Mucha agua ha corrido desde entonces en el seno de la ciencia política. Sobre la senda abierta por Sartori y Dahl se han elaborado un sinnúmero de investigaciones empíricas sobre las democracias modernas. El interés en el tema se ha movido entre distintos tópicos: estudios comparados para establecer cuáles democracias son en los hechos más democráticas según indicadores preestablecidos; las transiciones a las democracias; las crisis de las democracias, el cálculo del consenso, la agregación de intereses, la representación política, etcétera. Sin embargo, la definición empírica de democracia avanzada inicialmente por Dahl y que posibilitó todos estos desarrollos científicos, parece haberse topado finalmente con una piedra que le impide ir más lejos. En efecto, a juzgar por el debate que desde hace cuatro o cinco años se ha venido ventilando en el seno de la ciencia política en torno a la así llamada “calidad de la democracia”, se ha puesto en cuestión la pertinencia de la definición empírica de democracia largamente dominante si de lo que se trata es de evaluar qué tan “buenas” son las democracias realmente existentes o si tienen o no calidad.


El tema de la calidad de la democracia surge de la necesidad de introducir criterios más pertinentes y realistas para examinar a las democracias contemporáneas, la mayoría de ellas (sobre todo las de América Latina, Europa del Este, África y Asia) muy por debajo de los estándares mínimos de calidad deseables.

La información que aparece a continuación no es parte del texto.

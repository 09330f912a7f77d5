use chrono::DateTime;
use chrono::Duration;
use chrono::Utc;

use crate::issuer::Subject;
use crate::issuer::TokenIssuer;
use crate::issuer::TokenPair;
use crate::jwt::Claims;
use crate::jwt::JwtError;
use crate::jwt::JwtHandler;
use crate::jwt::TokenType;
use crate::password::PasswordError;
use crate::password::PasswordHasher;

/// Authentication coordinator combining password verification, token
/// issuance and token validation.
pub struct Authenticator {
    password_hasher: PasswordHasher,
    jwt_handler: JwtHandler,
    token_issuer: TokenIssuer,
}

/// Authentication operation errors.
#[derive(Debug, thiserror::Error)]
pub enum AuthenticationError {
    #[error("Invalid credentials")]
    InvalidCredentials,

    #[error("Password error: {0}")]
    PasswordError(#[from] PasswordError),

    #[error("JWT error: {0}")]
    JwtError(#[from] JwtError),
}

impl Authenticator {
    /// Create a new authenticator with default token lifetimes.
    ///
    /// # Arguments
    /// * `jwt_secret` - Secret key for token signing
    ///
    /// # Errors
    /// * `MissingSecret` - The secret is empty
    pub fn new(jwt_secret: &[u8]) -> Result<Self, JwtError> {
        let jwt_handler = JwtHandler::new(jwt_secret)?;

        Ok(Self {
            password_hasher: PasswordHasher::new(),
            token_issuer: TokenIssuer::new(jwt_handler.clone()),
            jwt_handler,
        })
    }

    /// Override access and refresh token lifetimes.
    pub fn with_token_ttls(mut self, access_ttl: Duration, refresh_ttl: Duration) -> Self {
        self.token_issuer =
            TokenIssuer::with_ttls(self.jwt_handler.clone(), access_ttl, refresh_ttl);
        self
    }

    pub fn token_issuer(&self) -> &TokenIssuer {
        &self.token_issuer
    }

    /// Hash a password for storage.
    pub fn hash_password(&self, password: &str) -> Result<String, PasswordError> {
        self.password_hasher.hash(password)
    }

    /// Verify credentials and issue a token pair.
    ///
    /// # Errors
    /// * `InvalidCredentials` - Password does not match
    /// * `PasswordError` - Password verification failed
    /// * `JwtError` - Token generation failed
    pub fn authenticate(
        &self,
        password: &str,
        stored_hash: &str,
        subject: &Subject,
    ) -> Result<TokenPair, AuthenticationError> {
        let is_valid = self.password_hasher.verify(password, stored_hash)?;

        if !is_valid {
            return Err(AuthenticationError::InvalidCredentials);
        }

        Ok(self.token_issuer.issue_pair(subject)?)
    }

    /// Spend one password hash on a login attempt that has no stored digest.
    ///
    /// Hashing and verifying run the same Argon2 parameters, so an unknown
    /// identity costs about as much as a wrong password.
    pub fn reject_unknown(&self, password: &str) -> AuthenticationError {
        let _ = self.password_hasher.hash(password);
        AuthenticationError::InvalidCredentials
    }

    /// Issue a token pair without password verification.
    ///
    /// Used at signup and on refresh, where the caller has already been
    /// established by other means.
    pub fn issue_tokens(&self, subject: &Subject) -> Result<TokenPair, JwtError> {
        self.token_issuer.issue_pair(subject)
    }

    /// Validate an access token against the current time.
    pub fn validate_access_token(&self, token: &str) -> Result<Claims, JwtError> {
        self.validate_access_token_at(token, Utc::now())
    }

    /// Validate an access token as of `now`. Refresh tokens are rejected.
    pub fn validate_access_token_at(
        &self,
        token: &str,
        now: DateTime<Utc>,
    ) -> Result<Claims, JwtError> {
        self.validate_at(token, TokenType::Access, now)
    }

    /// Validate a refresh token against the current time.
    pub fn validate_refresh_token(&self, token: &str) -> Result<Claims, JwtError> {
        self.validate_refresh_token_at(token, Utc::now())
    }

    /// Validate a refresh token as of `now`. Access tokens are rejected.
    pub fn validate_refresh_token_at(
        &self,
        token: &str,
        now: DateTime<Utc>,
    ) -> Result<Claims, JwtError> {
        self.validate_at(token, TokenType::Refresh, now)
    }

    fn validate_at(
        &self,
        token: &str,
        expected: TokenType,
        now: DateTime<Utc>,
    ) -> Result<Claims, JwtError> {
        let claims = self.jwt_handler.decode_at(token, now)?;

        if claims.token_type != expected {
            return Err(JwtError::MalformedToken(format!(
                "expected {} token, got {}",
                expected, claims.token_type
            )));
        }

        Ok(claims)
    }
}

Por la vía de los hechos, el concepto precedente de “consolidación democrática”, con el que se pretendían establecer parámetros precisos para que una democracia recién instaurada pudiera consolidarse, terminó siendo insustancial, pues fueron muy pocas las transiciones que durante la “tercera ola” de democratizaciones, para decirlo en palabras de Samuel P. Huntington, pudieron efectivamente consolidarse. Por el contrario, la mayoría de las democracias recién instauradas si bien han podido perdurar lo han hecho en condiciones francamente delicadas y han sido institucionalmente muy frágiles. De ahí que si la constante empírica ha sido más la persistencia que la consolidación de las democracias instauradas durante los últimos treinta años, se volvía necesario introducir una serie de criterios más pertinentes para dar cuenta de manera rigurosa de las insuficiencias y los innumerables problemas que en la realidad experimentan la mayoría de las democracias en el mundo.


En principio, la noción de “calidad de la democracia” vino a colmar este vacío y hasta ahora sus promotores intelectuales han aportado criterios muy útiles y sugerentes para la investigación empírica. Sin embargo, conforme este enfoque ganaba adeptos entre los politólogos, la ciencia política fue entrando casi imperceptiblemente en un terreno movedizo que hacía tambalear muchos de los presupuestos que trabajosamente había construido y que le daban identidad y sentido. Baste señalar por ahora que el concepto de calidad de la democracia adopta criterios abiertamente normativos e ideales para evaluar a las democracias existentes, con lo que se trastoca el imperativo de prescindir de conceptos cuya carga valorativa pudiera entorpecer el estudio objetivo de la realidad. Así, por ejemplo, los introductores de este concepto a la jerga de la politología, académicos tan reconocidos como Leonardo Morlino, Guillermo O’Donnell y Philippe Schmitter, entre muchos otros, plantean como criterio para evaluar qué tan buena es una democracia establecer si dicha democracia se aproxima o se aleja de los ideales de libertad e igualdad inherentes a la propia democracia.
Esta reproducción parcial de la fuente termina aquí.